In the present embodiment, the processing procedure of step S4 is as follows:
s41, although the residual error network adopted by the Darknet53 can keep most of image characteristics, the image still loses part of detail characteristics in the deep network along with the continuous deepening of the network structure; for the problem, in the embodiment, by using the thought of a DenseNet residual error network for reference, a cross-stage dense connection structure is designed, so that the transfer capability of image detail features is enhanced, and the target positioning and identification effects are further improved;
s42: in order to ensure the calculation speed and the model inference time and consider the problem of deployment and application of the training model, a dense connection mode with very dense DenseNet is not adopted in the embodiment, but a dense connection structure with fast residual error spanning is adopted;
s43, specifically, the method comprises the following steps: respectively superposing the feature map after the first convolution of Darknet53 and the output feature maps of the 1 st, 2 nd and 3 rd residual error blocks to the input ends of the 2 nd, 3 rd, 4 th and 5 th residual error blocks through convolution operation, and adding four side-position residual error structures across the residual error blocks in total;
s44, in the DenseNet residual error network, the size of the feature map does not change along with the deepening of the network structure, and in Darknet53, the size has a down-sampling trend, so that the added side bit residual error in the embodiment is subjected to convolution operation with the step length of 2 and the convolution kernel size of 3x3, and the convolved feature map is subjected to batch normalization and nonlinear activation in the same way;
s45: the overlay mode adopted in this embodiment is different from the DenseNet residual error network, and Add connection is adopted in this embodiment.
The Darknet53 network is a network structure with a complex structure and large parameter quantity, in order to expand the receptive field, each residual block of the Darknet53 is connected by down-sampling, and although the connection mode of direct down-sampling expands the receptive field, the method is favorable for extracting features, but certain features are lost, and the method is not favorable for detecting small targets.

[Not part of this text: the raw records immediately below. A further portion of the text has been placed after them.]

//! Clan and clan war queries
//!
//! War participants (rosters and the pair bracket) live in one JSON column,
//! mirroring how wars are read: always as a whole. Serializing writers is the
//! engine's job (`mistduel-engine::war`); this module is plain reads/writes.

use chrono::{DateTime, Utc};
use serde::{Deserialize, Serialize};
use sqlx::FromRow;
use sqlx::types::Json;

use mistduel_core::generate_war_id;

use crate::DbPool;

/// War and pair lifecycle states.
pub mod status {
    pub const PENDING: &str = "pending";
    pub const ONGOING: &str = "ongoing";
    pub const COMPLETED: &str = "completed";
    pub const DECLAIMED: &str = "declaimed";
}

#[derive(Debug, Clone, FromRow)]
pub struct Clan {
    pub id: String, // cln_XXXXXXXXXXXX
    pub name: String,
    pub tag: String,
    pub owner_id: String,
    pub members: Vec<String>,
    pub xp: i32,
    pub reputation: i32,
    pub wars_won: i32,
    pub wars_lost: i32,
    pub wars_total: i32,
}

/// One duel slot in a war bracket: a member from each side, their scores,
/// and the lobby once someone starts playing it.
#[derive(Debug, Clone, PartialEq, Serialize, Deserialize)]
pub struct WarPair {
    pub clan_1: String,
    pub clan_2: String,
    pub status: String,
    pub clan_1_score: Option<i64>,
    pub clan_2_score: Option<i64>,
    pub lobby_code: Option<String>,
    pub winner: Option<String>,
}

#[derive(Debug, Clone, Default, PartialEq, Serialize, Deserialize)]
pub struct WarParticipants {
    pub clan_1: Vec<String>,
    pub clan_2: Vec<String>,
    pub pairs: Vec<WarPair>,
}

#[derive(Debug, Clone, FromRow)]
pub struct ClanWar {
    pub id: String, // war_XXXXXXXXXXXX
    pub clan_1_id: String,
    pub clan_2_id: String,
    pub status: String,
    pub participants: Json<WarParticipants>,
    pub clan_1_score: i32,
    pub clan_2_score: i32,
    pub winner_clan_id: Option<String>,
    pub created_at: DateTime<Utc>,
    pub started_at: Option<DateTime<Utc>>,
    pub completed_at: Option<DateTime<Utc>>,
}

const WAR_COLUMNS: &str = "id, clan_1_id, clan_2_id, status, participants, \
     clan_1_score, clan_2_score, winner_clan_id, created_at, started_at, completed_at";

pub async fn get_clan(pool: &DbPool, clan_id: &str) -> Result<Option<Clan>, sqlx::Error> {
    sqlx::query_as::<_, Clan>(
        r#"
        SELECT id, name, tag, owner_id, members, xp, reputation,
               wars_won, wars_lost, wars_total
        FROM clans
        WHERE id = $1
        "#,
    )
    .bind(clan_id)
    .fetch_optional(pool)
    .await
}

pub async fn create_war(
    pool: &DbPool,
    attacker_clan_id: &str,
    defender_clan_id: &str,
) -> Result<ClanWar, sqlx::Error> {
    let id = generate_war_id();

    sqlx::query_as::<_, ClanWar>(&format!(
        r#"
        INSERT INTO clan_wars
            (id, clan_1_id, clan_2_id, status, participants,
             clan_1_score, clan_2_score, created_at)
        VALUES ($1, $2, $3, '{}', $4, 0, 0, NOW())
        RETURNING {WAR_COLUMNS}
        "#,
        status::PENDING
    ))
    .bind(&id)
    .bind(attacker_clan_id)
    .bind(defender_clan_id)
    .bind(Json(WarParticipants::default()))
    .fetch_one(pool)
    .await
}

pub async fn get_war(pool: &DbPool, war_id: &str) -> Result<Option<ClanWar>, sqlx::Error> {
    sqlx::query_as::<_, ClanWar>(&format!(
        "SELECT {WAR_COLUMNS} FROM clan_wars WHERE id = $1"
    ))
    .bind(war_id)
    .fetch_optional(pool)
    .await
}

pub async fn update_participants(
    pool: &DbPool,
    war_id: &str,
    participants: &WarParticipants,
) -> Result<(), sqlx::Error> {
    sqlx::query("UPDATE clan_wars SET participants = $2 WHERE id = $1")
        .bind(war_id)
        .bind(Json(participants))
        .execute(pool)
        .await?;
    Ok(())
}

/// Mark the war ongoing once its bracket exists.
pub async fn mark_started(pool: &DbPool, war_id: &str) -> Result<(), sqlx::Error> {
    sqlx::query("UPDATE clan_wars SET status = $2, started_at = NOW() WHERE id = $1")
        .bind(war_id)
        .bind(status::ONGOING)
        .execute(pool)
        .await?;
    Ok(())
}

/// Bump a clan's aggregate war score by one pair win.
pub async fn increment_war_score(
    pool: &DbPool,
    war_id: &str,
    first_clan_won: bool,
) -> Result<(), sqlx::Error> {
    let column = if first_clan_won { "clan_1_score" } else { "clan_2_score" };
    sqlx::query(&format!("UPDATE clan_wars SET {column} = {column} + 1 WHERE id = $1"))
        .bind(war_id)
        .execute(pool)
        .await?;
    Ok(())
}

/// Close a war with a winner and terminal status.
pub async fn finalize_war(
    pool: &DbPool,
    war_id: &str,
    winner_clan_id: &str,
    final_status: &str,
) -> Result<(), sqlx::Error> {
    sqlx::query(
        r#"
        UPDATE clan_wars
        SET status = $2, winner_clan_id = $3, completed_at = NOW()
        WHERE id = $1
        "#,
    )
    .bind(war_id)
    .bind(final_status)
    .bind(winner_clan_id)
    .execute(pool)
    .await?;
    Ok(())
}

/// Apply one clan's share of the war reward table.
pub async fn apply_war_reward(
    pool: &DbPool,
    clan_id: &str,
    reputation_delta: i32,
    xp_delta: i32,
    won: bool,
) -> Result<(), sqlx::Error> {
    let outcome_column = if won { "wars_won" } else { "wars_lost" };
    sqlx::query(&format!(
        r#"
        UPDATE clans
        SET reputation = reputation + $2,
            xp = xp + $3,
            wars_total = wars_total + 1,
            {outcome_column} = {outcome_column} + 1
        WHERE id = $1
        "#,
    ))
    .bind(clan_id)
    .bind(reputation_delta)
    .bind(xp_delta)
    .execute(pool)
    .await?;
    Ok(())
}

#[cfg(test)]
mod tests {
    use super::*;

    #[test]
    fn test_participants_json_shape() {
        let participants = WarParticipants {
            clan_1: vec!["usr_a".into()],
            clan_2: vec!["usr_b".into()],
            pairs: vec![WarPair {
                clan_1: "usr_a".into(),
                clan_2: "usr_b".into(),
                status: status::PENDING.into(),
                clan_1_score: None,
                clan_2_score: Some(4200),
                lobby_code: None,
                winner: None,
            }],
        };

        let json = serde_json::to_value(&participants).unwrap();
        assert_eq!(json["pairs"][0]["status"], "pending");
        assert_eq!(json["pairs"][0]["clan_2_score"], 4200);

        let back: WarParticipants = serde_json::from_value(json).unwrap();
        assert_eq!(back, participants);
    }
}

The cavity convolution adds a cavity expansion receptive field in a convolution kernel, so that the original convolution kernel of 3x3 has a receptive field of 5x5 or even larger under the same parameter kernel calculation amount; the hole convolution introduces a new hyper-parameter in the traditional convolution, namely the expansion rate, and the parameter defines the interval distance of numerical values in a convolution kernel; the normal convolution variance ratio is 1, and if the variance ratio is greater than 1, the field of hollow convolution becomes large. The receptive field of the hole convolution is shown in the formula:
n=k+(k-1)×(d-1)
where n represents the receptive field of the hole convolution, k represents the size of the convolution kernel, and d represents the hole rate.
Although the cavity convolution can effectively enlarge the receptive field, the wrong cavity convolution can weaken the feature extraction capability of the network; firstly, in this embodiment, the hole convolution with the same specification is adopted for multiple times to replace the conventional convolution, which may cause a part of pixel information to be ignored and the continuity of information to be lost, which is fatal to the task of pixel-level dense prediction; secondly, the detection of a small target is adversely affected if the voidage is set too large, and the expansion of the receptive field is not obvious if the voidage is set too small; based on this, a three-branch cavity receptive field module-DP-module is designed in this embodiment, so as to increase the feature extraction capability of the network and improve the detection effect on small targets.
The characteristic output process of the cavity receptive field module is shown as a formula, wherein A1×1×(C/2)Representing the traditional convolution operation, the filter size is 1x1, and the number is C/2; b is3×3×CRepresenting the separable convolution operation of the void convolution and the depth, wherein the size of a filter is 3x3, and the number of the filters is C; represents a convolution operation; fH×W×CRepresenting an input feature map with width, height and channel number of H, W, C respectively.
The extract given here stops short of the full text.